The Loan Charge APPG recently held a meeting to discuss HMRC’s behaviour and their pursuit of individuals affected by the loan charge.
Speaking afterwards, Sir Ed Davey MP, said: “MPs have been told, time and again, that HMRC will treat taxpayers facing the loan charge in a fair way, taking their circumstances into account – yet the evidence suggests that simply isn’t true.”
An HMRC spokesperson said: “HMRC is committed to treating all those we serve with respect and consideration and we will always investigate any evidence that we have fallen short. However, we do not accept the accusations made by the APPG and will review the extracts published.

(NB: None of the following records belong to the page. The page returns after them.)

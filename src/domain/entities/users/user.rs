//! User Entity Implementation
//!
//! 사용자 엔티티의 핵심 구현체입니다. 비밀번호 해시와 비밀번호 재설정
//! 토큰 상태를 함께 관리하며, 소프트 삭제(`active`)를 지원합니다.

use mongodb::bson::{oid::ObjectId, DateTime};
use serde::{Deserialize, Serialize};

/// 사용자 역할
///
/// 역할 기반 접근 제어(RBAC)에 사용됩니다. 투어 생성/수정은
/// `admin`/`lead-guide`, 월별 일정 조회는 가이드 역할 이상에게 허용됩니다.
#[derive(Debug, Clone, Copy, PartialEq, Eq, Serialize, Deserialize)]
pub enum Role {
    #[serde(rename = "user")]
    User,
    #[serde(rename = "guide")]
    Guide,
    #[serde(rename = "lead-guide")]
    LeadGuide,
    #[serde(rename = "admin")]
    Admin,
}

impl Role {
    pub fn as_str(&self) -> &'static str {
        match self {
            Role::User => "user",
            Role::Guide => "guide",
            Role::LeadGuide => "lead-guide",
            Role::Admin => "admin",
        }
    }

    pub fn is_admin(&self) -> bool {
        matches!(self, Role::Admin)
    }
}

/// 사용자 엔티티
///
/// `password_hash`는 엔티티 직렬화에 포함됩니다(저장/캐시에 필요).
/// 클라이언트 응답에는 절대 엔티티를 직접 내보내지 않고
/// `UserResponse` DTO로 변환해서 내보냅니다.
#[derive(Debug, Clone, Serialize, Deserialize)]
pub struct User {
    #[serde(rename = "_id", skip_serializing_if = "Option::is_none")]
    pub id: Option<ObjectId>,
    pub name: String,
    /// 사용자 이메일 (unique, 소문자 정규화)
    pub email: String,
    /// 프로필 사진 파일명
    pub photo: String,
    pub role: Role,
    /// bcrypt 해시된 비밀번호
    pub password_hash: String,
    /// 마지막 비밀번호 변경 시각 (토큰 무효화 판단에 사용)
    #[serde(skip_serializing_if = "Option::is_none")]
    pub password_changed_at: Option<DateTime>,
    /// 비밀번호 재설정 토큰의 SHA-256 다이제스트
    #[serde(skip_serializing_if = "Option::is_none")]
    pub password_reset_token: Option<String>,
    /// 재설정 토큰 만료 시각
    #[serde(skip_serializing_if = "Option::is_none")]
    pub password_reset_expires: Option<DateTime>,
    /// 계정 활성화 여부 (소프트 삭제 시 false)
    pub active: bool,
    pub created_at: DateTime,
    pub updated_at: DateTime,
}

impl User {
    /// 새 사용자 생성
    ///
    /// 기본 역할 `user`, 기본 프로필 사진, 활성 상태로 시작합니다.
    pub fn new(name: String, email: String, password_hash: String) -> Self {
        let now = DateTime::now();

        Self {
            id: None,
            name,
            email: email.to_lowercase(),
            photo: "default.jpg".to_string(),
            role: Role::User,
            password_hash,
            password_changed_at: None,
            password_reset_token: None,
            password_reset_expires: None,
            active: true,
            created_at: now,
            updated_at: now,
        }
    }

    /// ID 문자열로 변환
    pub fn id_string(&self) -> Option<String> {
        self.id.as_ref().map(|id| id.to_hex())
    }

    /// 토큰 발급 이후에 비밀번호가 변경되었는지 확인합니다.
    ///
    /// * `token_iat` - JWT 발급 시각 (Unix timestamp, 초)
    ///
    /// 변경 시각이 발급 시각보다 나중이면 해당 토큰은 무효로 취급됩니다.
    pub fn changed_password_after(&self, token_iat: i64) -> bool {
        match self.password_changed_at {
            Some(changed_at) => changed_at.timestamp_millis() / 1000 > token_iat,
            None => false,
        }
    }

    /// 저장된 재설정 토큰이 아직 유효한지 확인합니다.
    pub fn reset_token_valid(&self) -> bool {
        match self.password_reset_expires {
            Some(expires) => expires.timestamp_millis() > DateTime::now().timestamp_millis(),
            None => false,
        }
    }
}

#[cfg(test)]
mod tests {
    use super::*;

    #[test]
    fn test_new_user_defaults() {
        let user = User::new(
            "Jonas".to_string(),
            "Jonas@Example.Com".to_string(),
            "$2b$04$hash".to_string(),
        );

        assert_eq!(user.email, "jonas@example.com");
        assert_eq!(user.photo, "default.jpg");
        assert_eq!(user.role, Role::User);
        assert!(user.active);
        assert!(user.password_changed_at.is_none());
    }

    #[test]
    fn test_changed_password_after() {
        let mut user = User::new(
            "Jonas".to_string(),
            "jonas@example.com".to_string(),
            "hash".to_string(),
        );

        // 변경 이력이 없으면 항상 false
        assert!(!user.changed_password_after(0));

        let now_secs = DateTime::now().timestamp_millis() / 1000;
        user.password_changed_at = Some(DateTime::now());

        // 과거에 발급된 토큰은 무효
        assert!(user.changed_password_after(now_secs - 3600));
        // 변경 이후 발급된 토큰은 유효
        assert!(!user.changed_password_after(now_secs + 3600));
    }

    #[test]
    fn test_reset_token_validity_window() {
        let mut user = User::new(
            "Jonas".to_string(),
            "jonas@example.com".to_string(),
            "hash".to_string(),
        );

        assert!(!user.reset_token_valid());

        let future = DateTime::from_millis(DateTime::now().timestamp_millis() + 10 * 60 * 1000);
        user.password_reset_expires = Some(future);
        assert!(user.reset_token_valid());

        let past = DateTime::from_millis(DateTime::now().timestamp_millis() - 1000);
        user.password_reset_expires = Some(past);
        assert!(!user.reset_token_valid());
    }

    #[test]
    fn test_role_serialization() {
        assert_eq!(
            serde_json::to_string(&Role::LeadGuide).unwrap(),
            "\"lead-guide\""
        );
        let parsed: Role = serde_json::from_str("\"admin\"").unwrap();
        assert!(parsed.is_admin());
    }
}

“We have committed to giving people as long as they need to pay the loan charge as we completely understand that facing a large tax bill can be difficult and stressful.
The spokesman added: “Our teams are trained to identify customers who are anxious, worried or need extra support and ensure they get the help they need.”
If people are worried about being able to pay the loan charge, they should get in touch with HMRC by calling the dedicated HMRC helpline on 03000 599110.
A Treasury report into the charge said: “The Government considers that the rationale for this charge is clear and robust, and has been consistently clear there is no intention to change the relevant legislation which has been enacted by Parliament.
“The government is clear that the legislation is not retrospective. It does not change the tax position of any previous year, the tax treatment of any historic transaction, or the outcome of any open compliance checks.”